The Gospel Truth

Uncertain Truths

November 5, 2014
3 Comments

According to a recent issue of the NY Times CLIVE JAMES is dying, but he’s pretty good-natured about it. Once a three-fisted drinker and smoker, Mr. James, 75, was found to have leukemia in 2010, with the added complications of emphysema and kidney failure. His condition is irrevocable.

James is a polymath, who found his way from a poor, sewer-free suburb of Sydney, Australia, to become a beloved writer, entertainer and figure in British life

What interested me was his relaxed and almost casual way of looking back at his life while at the same time contemplating what the future might have in store from him.

As the Times so lyrically put it, he can look back with astonishment and amusement, and look forward with a trenchant eye.

I am amazed at how much at peace and detached he is from the reality that his life is nearing its completion.

My entire life I was taught either overtly or subtly to fear my death because of the serious Judgments that followed each human being’s death.

Of course this was during the old days that the proponents of Vatican II have deliberately sought to stricken from the Church’s history.  Their laudable goal was to replace it with a kinder, gentler Church that appealed to more people and did not tax them with too many rules and strictures.

Ever since the 1960’s I have found my soul torn in two between these two sales pitches.

While the one uses Hell and Damnation to terrify and frighten us, the other uses a Big Easy way of getting saved without a great deal of effort on our part.

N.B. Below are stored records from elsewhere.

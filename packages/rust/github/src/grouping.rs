//! Pull request records and per-repository grouping.

use chrono::{DateTime, Utc};
use serde::{Deserialize, Serialize};
use tracing::{debug, warn};

/// A merged pull request, as much of it as the rest of the pipeline needs.
#[derive(Debug, Clone, PartialEq, Eq, Serialize, Deserialize)]
pub struct PullRequest {
    pub html_url: String,
    pub title: String,
    pub body: Option<String>,
    /// API URL of the target repository (`{api_base}/repos/{owner}/{repo}`).
    pub repository_url: String,
    pub labels: Vec<String>,
    pub merged_at: Option<DateTime<Utc>>,
}

impl PullRequest {
    /// `owner/repo` derived from the API repository URL.
    pub fn repository(&self) -> Option<&str> {
        self.repository_url
            .split_once("/repos/")
            .map(|(_, rest)| rest.trim_end_matches('/'))
            .filter(|name| {
                matches!(name.split_once('/'), Some((owner, repo))
                    if !owner.is_empty() && !repo.is_empty() && !repo.contains('/'))
            })
    }
}

/// All of one user's pull requests to one repository.
#[derive(Debug, Clone, PartialEq, Eq)]
pub struct RepoContributions {
    /// `owner/repo`.
    pub repository: String,
    pub pull_requests: Vec<PullRequest>,
}

impl RepoContributions {
    pub fn count(&self) -> usize {
        self.pull_requests.len()
    }

    pub fn owner(&self) -> &str {
        self.repository
            .split_once('/')
            .map_or(self.repository.as_str(), |(owner, _)| owner)
    }
}

/// Group pull requests by repository.
///
/// Repositories owned by `username` (case-insensitive) are dropped. Groups
/// are ordered by pull request count, descending; ties keep the order in
/// which each repository first appeared.
pub fn group_by_repository(prs: Vec<PullRequest>, username: &str) -> Vec<RepoContributions> {
    let mut groups: Vec<RepoContributions> = Vec::new();

    for pr in prs {
        let Some(repository) = pr.repository().map(str::to_string) else {
            warn!(url = %pr.repository_url, "cannot derive repository name, skipping pull request");
            continue;
        };

        match groups.iter_mut().find(|g| g.repository == repository) {
            Some(group) => group.pull_requests.push(pr),
            None => groups.push(RepoContributions {
                repository,
                pull_requests: vec![pr],
            }),
        }
    }

    groups.retain(|g| {
        let own = g.owner().eq_ignore_ascii_case(username);
        if own {
            debug!(repository = %g.repository, "skipping own repository");
        }
        !own
    });
    groups.sort_by(|a, b| b.count().cmp(&a.count()));
    groups
}
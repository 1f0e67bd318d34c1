//! CLI command definitions, routing, and tracing setup.

use std::path::{Path, PathBuf};

use clap::{Parser, Subcommand};
use color_eyre::eyre::Result;
use contribmerge_core::describe::{ModelsClient, ModelsOptions};
use contribmerge_core::entries::load_entries;
use contribmerge_core::pipeline::{
    MergeFileConfig, MergeFileResult, ProgressReporter, SyncConfig, merge_file, sync,
};
use contribmerge_github::{GithubClient, GithubOptions};
use contribmerge_shared::{
    AppConfig, ContribMergeError, DecisionKind, MergeDecision, config_file_path, init_config,
    init_config_at, load_config, load_config_from, resolve_credentials,
};
use indicatif::{ProgressBar, ProgressStyle};
use tracing::info;

// ---------------------------------------------------------------------------
// CLI structure
// ---------------------------------------------------------------------------

/// contribmerge: merge recent open-source contributions into a projects page.
#[derive(Parser)]
#[command(
    name = "contribmerge",
    version,
    about = "Merge recently merged pull requests into a curated markdown projects page.",
    long_about = None,
)]
pub(crate) struct Cli {
    /// Log format: text (default) or json.
    #[arg(long, default_value = "text", global = true)]
    pub log_format: LogFormat,

    /// Verbosity level (-v, -vv, -vvv).
    #[arg(short, long, action = clap::ArgAction::Count, global = true)]
    pub verbose: u8,

    /// Config file (defaults to ~/.contribmerge/contribmerge.toml).
    #[arg(long, global = true, env = "CONTRIBMERGE_CONFIG")]
    pub config: Option<PathBuf>,

    #[command(subcommand)]
    pub command: Command,
}

/// Log output format.
#[derive(Clone, Debug, clap::ValueEnum)]
pub(crate) enum LogFormat {
    Text,
    Json,
}

/// Top-level CLI subcommands.
#[derive(Subcommand)]
pub(crate) enum Command {
    /// Fetch merged pull requests, describe them, and merge them into the document.
    Sync {
        /// Target markdown document (defaults to document.path from config).
        #[arg(short, long)]
        file: Option<PathBuf>,

        /// Look-back window in days (defaults to github.window_days).
        #[arg(short, long)]
        days: Option<u32>,

        /// Report what would change without writing.
        #[arg(long)]
        dry_run: bool,
    },

    /// Merge a pre-built entry set (JSON array of category batches).
    Merge {
        /// Entries JSON file.
        #[arg(short, long)]
        entries: PathBuf,

        /// Target markdown document (defaults to document.path from config).
        #[arg(short, long)]
        file: Option<PathBuf>,

        /// Report what would change without writing.
        #[arg(long)]
        dry_run: bool,
    },

    /// Configuration management.
    Config {
        /// Config subcommand.
        #[command(subcommand)]
        action: ConfigAction,
    },
}

/// Config subcommands.
#[derive(Subcommand)]
pub(crate) enum ConfigAction {
    /// Initialize config file with defaults.
    Init,
    /// Show resolved configuration.
    Show,
}

// ---------------------------------------------------------------------------
// Tracing setup
// ---------------------------------------------------------------------------

/// Initialize tracing based on CLI flags.
pub(crate) fn init_tracing(cli: &Cli) {
    use tracing_subscriber::{EnvFilter, fmt};

    let filter = match cli.verbose {
        0 => "contribmerge=info",
        1 => "contribmerge=debug",
        _ => "contribmerge=trace",
    };

    let env_filter = EnvFilter::try_from_default_env()
        .unwrap_or_else(|_| EnvFilter::new(filter));

    match cli.log_format {
        LogFormat::Text => {
            fmt()
                .with_env_filter(env_filter)
                .with_target(false)
                .with_writer(std::io::stderr)
                .init();
        }
        LogFormat::Json => {
            fmt()
                .json()
                .with_env_filter(env_filter)
                .with_writer(std::io::stderr)
                .init();
        }
    }
}

// ---------------------------------------------------------------------------
// Command dispatch
// ---------------------------------------------------------------------------

/// Run the CLI command.
pub(crate) async fn run(cli: Cli) -> Result<()> {
    let config_path = cli.config;
    match cli.command {
        Command::Sync {
            file,
            days,
            dry_run,
        } => cmd_sync(config_path.as_deref(), file, days, dry_run).await,
        Command::Merge {
            entries,
            file,
            dry_run,
        } => cmd_merge(config_path.as_deref(), &entries, file, dry_run),
        Command::Config { action } => match action {
            ConfigAction::Init => cmd_config_init(config_path.as_deref()),
            ConfigAction::Show => cmd_config_show(config_path.as_deref()),
        },
    }
}

fn load(config_path: Option<&Path>) -> Result<AppConfig> {
    let config = match config_path {
        Some(path) => load_config_from(path)?,
        None => load_config()?,
    };
    Ok(config)
}

// ---------------------------------------------------------------------------
// Command handlers
// ---------------------------------------------------------------------------

async fn cmd_sync(
    config_path: Option<&Path>,
    file: Option<PathBuf>,
    days: Option<u32>,
    dry_run: bool,
) -> Result<()> {
    let mut config = load(config_path)?;
    if let Some(days) = days {
        config.github.window_days = days;
    }

    // Credentials first: a missing token stops the run before any I/O
    let creds = resolve_credentials(&config)?;

    let today = chrono::Local::now().date_naive();
    let mut sync_config = SyncConfig::from_config(&config, creds.username.clone(), today);
    if let Some(file) = file {
        sync_config.merge.path = file;
    }
    sync_config.merge.dry_run = dry_run;

    let source = GithubClient::new(GithubOptions::from_config(&config.github, creds.token.clone()))?;
    let describer = ModelsClient::new(ModelsOptions::from_config(
        &config.models,
        creds.token,
        config.github.timeout_secs,
    ))?;

    info!(
        user = %sync_config.username,
        since = %sync_config.since,
        path = %sync_config.merge.path.display(),
        dry_run,
        "starting sync"
    );
    println!("Fetching contributions for {}...", sync_config.username);

    let reporter = CliProgress::new();
    let result = match sync(&sync_config, &source, &describer, &reporter).await {
        Ok(result) => result,
        Err(e @ ContribMergeError::Io { .. }) => {
            reporter.finish();
            println!("❌ Error updating file: {e}");
            return Ok(());
        }
        Err(e) => {
            reporter.finish();
            return Err(e.into());
        }
    };
    reporter.finish();

    println!("Found {} recent merged PRs", result.pull_requests);
    match &result.merge {
        Some(merge) => {
            println!("Contributions to {} repositories", result.repositories);
            print_summary(merge, dry_run);
            println!("✅ Contribution update complete! ({:.1}s)", result.elapsed.as_secs_f64());
        }
        None if result.pull_requests == 0 => {
            println!(
                "No new contributions found in the last {} days",
                config.github.window_days
            );
        }
        None => println!("No new contributions to add"),
    }

    Ok(())
}

fn cmd_merge(
    config_path: Option<&Path>,
    entries: &Path,
    file: Option<PathBuf>,
    dry_run: bool,
) -> Result<()> {
    let config = load(config_path)?;
    let batches = load_entries(entries)?;

    let mut merge_config = MergeFileConfig::from_config(&config);
    if let Some(file) = file {
        merge_config.path = file;
    }
    merge_config.dry_run = dry_run;

    info!(
        entries = %entries.display(),
        path = %merge_config.path.display(),
        categories = batches.len(),
        "merging entry set"
    );

    let reporter = CliProgress::new();
    let result = merge_file(&merge_config, &batches, &reporter);
    reporter.finish();

    match result {
        Ok(merge) => print_summary(&merge, dry_run),
        Err(e @ ContribMergeError::Io { .. }) => println!("❌ Error updating file: {e}"),
        Err(e) => return Err(e.into()),
    }
    Ok(())
}

fn cmd_config_init(config_path: Option<&Path>) -> Result<()> {
    let path = match config_path {
        Some(path) => {
            init_config_at(path)?;
            path.to_path_buf()
        }
        None => init_config()?,
    };
    println!("Config initialized at: {}", path.display());
    Ok(())
}

fn cmd_config_show(config_path: Option<&Path>) -> Result<()> {
    let config = load(config_path)?;
    let source = match config_path {
        Some(path) => path.to_path_buf(),
        None => config_file_path()?,
    };
    let toml_str = toml::to_string_pretty(&config)?;
    println!("# {}", source.display());
    println!("{toml_str}");
    Ok(())
}

// ---------------------------------------------------------------------------
// Output
// ---------------------------------------------------------------------------

/// Status line for one merge decision.
fn status_line(decision: &MergeDecision) -> String {
    let MergeDecision {
        identifier,
        category,
        kind,
        reason,
    } = decision;
    match kind {
        DecisionKind::CreatedSection => {
            format!("✅ Added new category: {category} (with {identifier})")
        }
        DecisionKind::Appended => format!("✅ Added {identifier} to {category}"),
        DecisionKind::SkippedDuplicate => {
            format!("⏭️  Skipping {identifier} - already documented ({reason})")
        }
        DecisionKind::SkippedNoAnchor => format!("⚠️  Skipping {identifier} - {reason}"),
    }
}

fn print_summary(merge: &MergeFileResult, dry_run: bool) {
    println!();
    if merge.written {
        println!("✅ Updated {}", merge.path.display());
    } else if merge.modified && dry_run {
        println!(
            "Dry run: {} would gain {} entr{}",
            merge.path.display(),
            merge.added(),
            if merge.added() == 1 { "y" } else { "ies" }
        );
    } else {
        println!("⏭️  No changes needed - all contributions already documented");
    }
    println!("  Added:   {}", merge.added());
    println!("  Skipped: {}", merge.skipped());
}

// ---------------------------------------------------------------------------
// CLI progress reporter
// ---------------------------------------------------------------------------

/// CLI progress reporter using an indicatif spinner.
struct CliProgress {
    spinner: ProgressBar,
}

impl CliProgress {
    fn new() -> Self {
        let spinner = ProgressBar::new_spinner();
        if let Ok(style) = ProgressStyle::with_template("{spinner:.cyan} {msg}") {
            spinner.set_style(
                style.tick_strings(&["⠋", "⠙", "⠹", "⠸", "⠼", "⠴", "⠦", "⠧", "⠇", "⠏"]),
            );
        }
        spinner.enable_steady_tick(std::time::Duration::from_millis(80));
        Self { spinner }
    }

    fn finish(&self) {
        self.spinner.finish_and_clear();
    }
}

impl ProgressReporter for CliProgress {
    fn phase(&self, name: &str) {
        self.spinner.set_message(name.to_string());
    }

    fn repository(&self, name: &str, current: usize, total: usize) {
        self.spinner
            .set_message(format!("Generating description [{current}/{total}] {name}"));
    }

    fn decision(&self, decision: &MergeDecision) {
        let line = status_line(decision);
        self.spinner.suspend(|| println!("{line}"));
    }

    fn done(&self, _result: &MergeFileResult) {
        self.spinner.set_message("Done");
    }
}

While the 10 Commandments reigned in one, the corporal works of mercy seem to have the big edge in the other.

The first seemed to imply that only a small percentage of God’s creation actually get into Heaven. Their Sears Catalogue of serious sins seemed to second that opinion.

When you are sixteen years old and have a body flowing with relentless hormones a pretty girl can easily morph into a vehicle headed down the road to hell and damnation

The new church has almost eliminated the word “sin” from our vocabulary.

This explains why so few people feel the need to go to Confession or what we now call reconciliation. I go twice a year just to play it safe.

While the first attitude has given us generations of stiff, sour and basically neurotic Catholics, the other has opened the gates for an exodus of faithful who seek an even  easier fulfillment in another religion.

It has also given the breakdown of marriage and the family, sexual promiscuity and a confusion of what even constitutes a marriage. That pretty girl who used to turn my head is now seen as a more aggressive object of pleasure and delight. And she knows it!

This conflict still tears at my innards sometimes. The first left me with a terrible unease that I do not miss at all while the second one gives me not much more than uncertain truths, supported by a world of doubts.

James Clive does not seem bothered by any of that. He simply says: I should have been a more honorable man, but the regrets don’t overwhelm me, he said. They’re such a good subject for writing.

My bifurcated situation is akin to the Broadway musical A Year With Frog and Toad, written by brothers Robert (music) and Willie Reale (book and lyrics), based on the Frog and Toad children’s stories written and illustrated by Arnold Lobel. The musical follows the woodland adventures of two amphibious friends, a worrywart toad and a perky frog, with their assorted colorful hopping, crawling and flying companions, over the course of a year.

At times my old faith makes me fearful like Mr. Toad and my new faith brings out more the joy and wonder of being alive. Both seem valid to me. I am fearful of letting go of the former while frustrated for not being able to fully enjoy the latter.

On a personal note my 12-year old granddaughter will play the frog in an upcoming St. Louis presentation of this musical.

To alleviate my stress I have taken it upon myself to study for the most important final exams of my life. I am not kidding when I say I still study for everything, including my thrice-annual blood test.

James did address his own eschatology saying:

An afterlife? Both Virgil and Dante set some of their greatest work in another world, he replied. But Shakespeare didn’t, and his is the attitude I prefer. There is enough of heaven in a hedgerow, and enough of hell in the perfidy of man.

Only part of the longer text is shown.